#![allow(clippy::unwrap_used)]
// Status probing and source reconciliation.

mod support;

use std::sync::Arc;

use pretty_assertions::assert_eq;

use stereofix_core::{
    CommandOutput, CommandRunner, Confidence, ConnectionState, CoreError, MacFormat, Orchestrator,
    ProbeSource,
};
use support::{ADDRESS, NAME, ScriptedRunner, config, control, inventory_absent, inventory_low};

fn orchestrator(runner: &Arc<ScriptedRunner>) -> Orchestrator {
    let runner: Arc<dyn CommandRunner> = Arc::clone(runner) as Arc<dyn CommandRunner>;
    Orchestrator::with_runner(config(), runner).unwrap()
}

#[tokio::test]
async fn missing_tools_yield_unknown_without_error() {
    let runner = ScriptedRunner::new(&[]).into_arc();
    let report = orchestrator(&runner)
        .probe_status("aa-bb-cc-dd-ee-ff")
        .await
        .unwrap();

    assert_eq!(report.state, ConnectionState::Unknown);
    assert_eq!(report.probes.len(), 3);
    assert!(report.probes.iter().all(|p| p.judgment.is_none()));
    assert!(report.probes.iter().all(|p| p.confidence == Confidence::None));
    assert_eq!(report.address_format, None);
}

#[tokio::test]
async fn invalid_address_is_rejected() {
    let runner = ScriptedRunner::new(&[]).into_arc();
    let err = orchestrator(&runner)
        .probe_status("AA:BB:CC:DD:EE")
        .await
        .unwrap_err();
    assert!(matches!(err, CoreError::InvalidAddressFormat { .. }));
}

#[tokio::test]
async fn working_address_format_is_searched_once() {
    // Only the upper-case dash layout is accepted; everything else errors.
    let runner = ScriptedRunner::new(&["blueutil"])
        .respond(
            &control("--is-connected AA-BB-CC-DD-EE-FF"),
            CommandOutput::ok("0"),
        )
        .into_arc();
    let orch = orchestrator(&runner);

    let first = orch.probe_status(ADDRESS).await.unwrap();
    let second = orch.probe_status(ADDRESS).await.unwrap();

    assert_eq!(first.state, ConnectionState::Disconnected);
    assert_eq!(second.state, ConnectionState::Disconnected);
    assert_eq!(second.address_format, Some(MacFormat::DashUpper));
    assert_eq!(runner.count(&control("--is-connected AA:BB:CC:DD:EE:FF")), 1);
    assert_eq!(runner.count(&control("--is-connected aa:bb:cc:dd:ee:ff")), 1);
    assert_eq!(runner.count(&control("--is-connected AA-BB-CC-DD-EE-FF")), 2);
    assert_eq!(runner.count(&control("--is-connected aa-bb-cc-dd-ee-ff")), 0);
}

#[tokio::test]
async fn a_positive_source_outweighs_negative_ones() {
    let runner = ScriptedRunner::new(&["blueutil", "system_profiler", "SwitchAudioSource"])
        .respond(&control(&format!("--is-connected {ADDRESS}")), CommandOutput::ok("0"))
        .respond("system_profiler SPBluetoothDataType", inventory_absent())
        .respond(
            "SwitchAudioSource -a -t output",
            CommandOutput::ok(format!("MacBook Pro Speakers (output)\n{NAME} (output)\n")),
        )
        .into_arc();

    let report = orchestrator(&runner).probe_status(ADDRESS).await.unwrap();

    assert_eq!(report.state, ConnectionState::Connected);
    let judgments: Vec<(ProbeSource, Option<ConnectionState>)> =
        report.probes.iter().map(|p| (p.source, p.judgment)).collect();
    assert_eq!(
        judgments,
        vec![
            (ProbeSource::Control, Some(ConnectionState::Disconnected)),
            (ProbeSource::Inventory, Some(ConnectionState::Disconnected)),
            (ProbeSource::Audio, Some(ConnectionState::Connected)),
        ]
    );
}

#[tokio::test]
async fn inventory_refines_a_bare_connected_answer() {
    let runner = ScriptedRunner::new(&["blueutil", "system_profiler", "SwitchAudioSource"])
        .respond(&control(&format!("--is-connected {ADDRESS}")), CommandOutput::ok("1"))
        .respond("system_profiler SPBluetoothDataType", inventory_low())
        .into_arc();

    let report = orchestrator(&runner).probe_status(ADDRESS).await.unwrap();

    assert_eq!(report.state, ConnectionState::ConnectedLowQuality);
    // Profile detail settles it; the audio list is never consulted.
    assert_eq!(report.probes.len(), 2);
    assert_eq!(runner.count("SwitchAudioSource -a -t output"), 0);
}

#[tokio::test]
async fn negative_answers_alone_mean_disconnected() {
    let runner = ScriptedRunner::new(&["blueutil"])
        .respond(&control(&format!("--is-connected {ADDRESS}")), CommandOutput::ok("0"))
        .into_arc();

    let report = orchestrator(&runner).probe_status(ADDRESS).await.unwrap();
    assert_eq!(report.state, ConnectionState::Disconnected);
}

#[tokio::test]
async fn timed_out_control_tool_is_inconclusive() {
    let runner = ScriptedRunner::new(&["blueutil"])
        .respond(
            &control(&format!("--is-connected {ADDRESS}")),
            CommandOutput::timed_out(std::time::Duration::from_secs(10)),
        )
        .into_arc();

    let report = orchestrator(&runner).probe_status(ADDRESS).await.unwrap();

    assert_eq!(report.state, ConnectionState::Unknown);
    // A timeout is not a format rejection: no further variants are tried.
    assert_eq!(
        runner
            .calls()
            .iter()
            .filter(|c| c.contains("--is-connected"))
            .count(),
        1
    );
}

- [WHAT IS BEING ASKED]: Your reply should be the material above, repeated word for word.

- [YOUR RESPONSE]:
#![allow(clippy::unwrap_used)]
// Status probing and source reconciliation.

mod support;

use std::sync::Arc;

use pretty_assertions::assert_eq;

use stereofix_core::{
    CommandOutput, CommandRunner, Confidence, ConnectionState, CoreError, MacFormat, Orchestrator,
    ProbeSource,
};
use support::{ADDRESS, NAME, ScriptedRunner, config, control, inventory_absent, inventory_low};

fn orchestrator(runner: &Arc<ScriptedRunner>) -> Orchestrator {
    let runner: Arc<dyn CommandRunner> = Arc::clone(runner) as Arc<dyn CommandRunner>;
    Orchestrator::with_runner(config(), runner).unwrap()
}

#[tokio::test]
async fn missing_tools_yield_unknown_without_error() {
    let runner = ScriptedRunner::new(&[]).into_arc();
    let report = orchestrator(&runner)
        .probe_status("aa-bb-cc-dd-ee-ff")
        .await
        .unwrap();

    assert_eq!(report.state, ConnectionState::Unknown);
    assert_eq!(report.probes.len(), 3);
    assert!(report.probes.iter().all(|p| p.judgment.is_none()));
    assert!(report.probes.iter().all(|p| p.confidence == Confidence::None));
    assert_eq!(report.address_format, None);
}

#[tokio::test]
async fn invalid_address_is_rejected() {
    let runner = ScriptedRunner::new(&[]).into_arc();
    let err = orchestrator(&runner)
        .probe_status("AA:BB:CC:DD:EE")
        .await
        .unwrap_err();
    assert!(matches!(err, CoreError::InvalidAddressFormat { .. }));
}

#[tokio::test]
async fn working_address_format_is_searched_once() {
    // Only the upper-case dash layout is accepted; everything else errors.
    let runner = ScriptedRunner::new(&["blueutil"])
        .respond(
            &control("--is-connected AA-BB-CC-DD-EE-FF"),
            CommandOutput::ok("0"),
        )
        .into_arc();
    let orch = orchestrator(&runner);

    let first = orch.probe_status(ADDRESS).await.unwrap();
    let second = orch.probe_status(ADDRESS).await.unwrap();

    assert_eq!(first.state, ConnectionState::Disconnected);
    assert_eq!(second.state, ConnectionState::Disconnected);
    assert_eq!(second.address_format, Some(MacFormat::DashUpper));
    assert_eq!(runner.count(&control("--is-connected AA:BB:CC:DD:EE:FF")), 1);
    assert_eq!(runner.count(&control("--is-connected aa:bb:cc:dd:ee:ff")), 1);
    assert_eq!(runner.count(&control("--is-connected AA-BB-CC-DD-EE-FF")), 2);
    assert_eq!(runner.count(&control("--is-connected aa-bb-cc-dd-ee-ff")), 0);
}

#[tokio::test]
async fn a_positive_source_outweighs_negative_ones() {
    let runner = ScriptedRunner::new(&["blueutil", "system_profiler", "SwitchAudioSource"])
        .respond(&control(&format!("--is-connected {ADDRESS}")), CommandOutput::ok("0"))
        .respond("system_profiler SPBluetoothDataType", inventory_absent())
        .respond(
            "SwitchAudioSource -a -t output",
            CommandOutput::ok(format!("MacBook Pro Speakers (output)\n{NAME} (output)\n")),
        )
        .into_arc();

    let report = orchestrator(&runner).probe_status(ADDRESS).await.unwrap();

    assert_eq!(report.state, ConnectionState::Connected);
    let judgments: Vec<(ProbeSource, Option<ConnectionState>)> =
        report.probes.iter().map(|p| (p.source, p.judgment)).collect();
    assert_eq!(
        judgments,
        vec![
            (ProbeSource::Control, Some(ConnectionState::Disconnected)),
            (ProbeSource::Inventory, Some(ConnectionState::Disconnected)),
            (ProbeSource::Audio, Some(ConnectionState::Connected)),
        ]
    );
}

#[tokio::test]
async fn inventory_refines_a_bare_connected_answer() {
    let runner = ScriptedRunner::new(&["blueutil", "system_profiler", "SwitchAudioSource"])
        .respond(&control(&format!("--is-connected {ADDRESS}")), CommandOutput::ok("1"))
        .respond("system_profiler SPBluetoothDataType", inventory_low())
        .into_arc();

    let report = orchestrator(&runner).probe_status(ADDRESS).await.unwrap();

    assert_eq!(report.state, ConnectionState::ConnectedLowQuality);
    // Profile detail settles it; the audio list is never consulted.
    assert_eq!(report.probes.len(), 2);
    assert_eq!(runner.count("SwitchAudioSource -a -t output"), 0);
}

#[tokio::test]
async fn negative_answers_alone_mean_disconnected() {
    let runner = ScriptedRunner::new(&["blueutil"])
        .respond(&control(&format!("--is-connected {ADDRESS}")), CommandOutput::ok("0"))
        .into_arc();

    let report = orchestrator(&runner).probe_status(ADDRESS).await.unwrap();
    assert_eq!(report.state, ConnectionState::Disconnected);
}

#[tokio::test]
async fn timed_out_control_tool_is_inconclusive() {
    let runner = ScriptedRunner::new(&["blueutil"])
        .respond(
            &control(&format!("--is-connected {ADDRESS}")),
            CommandOutput::timed_out(std::time::Duration::from_secs(10)),
        )
        .into_arc();

    let report = orchestrator(&runner).probe_status(ADDRESS).await.unwrap();

    assert_eq!(report.state, ConnectionState::Unknown);
    // A timeout is not a format rejection: no further variants are tried.
    assert_eq!(
        runner
            .calls()
            .iter()
            .filter(|c| c.contains("--is-connected"))
            .count(),
        1
    );
}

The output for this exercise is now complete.